Excerpts from a dataset:
....
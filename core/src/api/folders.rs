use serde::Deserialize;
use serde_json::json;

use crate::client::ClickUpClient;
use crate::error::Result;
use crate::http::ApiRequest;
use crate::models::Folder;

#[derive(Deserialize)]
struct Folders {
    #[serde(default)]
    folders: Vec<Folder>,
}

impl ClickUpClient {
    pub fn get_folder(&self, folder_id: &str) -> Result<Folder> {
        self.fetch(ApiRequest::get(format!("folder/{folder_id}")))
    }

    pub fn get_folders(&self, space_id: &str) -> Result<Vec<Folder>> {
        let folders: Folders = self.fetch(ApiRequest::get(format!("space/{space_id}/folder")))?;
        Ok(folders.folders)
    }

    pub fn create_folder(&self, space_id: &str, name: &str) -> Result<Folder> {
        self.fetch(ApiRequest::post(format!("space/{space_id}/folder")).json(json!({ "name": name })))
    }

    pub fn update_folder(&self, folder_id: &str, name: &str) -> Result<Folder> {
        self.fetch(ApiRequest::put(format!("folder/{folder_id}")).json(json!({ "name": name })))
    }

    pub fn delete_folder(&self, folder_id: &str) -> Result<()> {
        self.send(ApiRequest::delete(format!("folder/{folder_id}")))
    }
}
....
> _Exercise brief_: Give the number of lines in the data that contain "ApiRequest", with no other words.

> _Written answer_: 6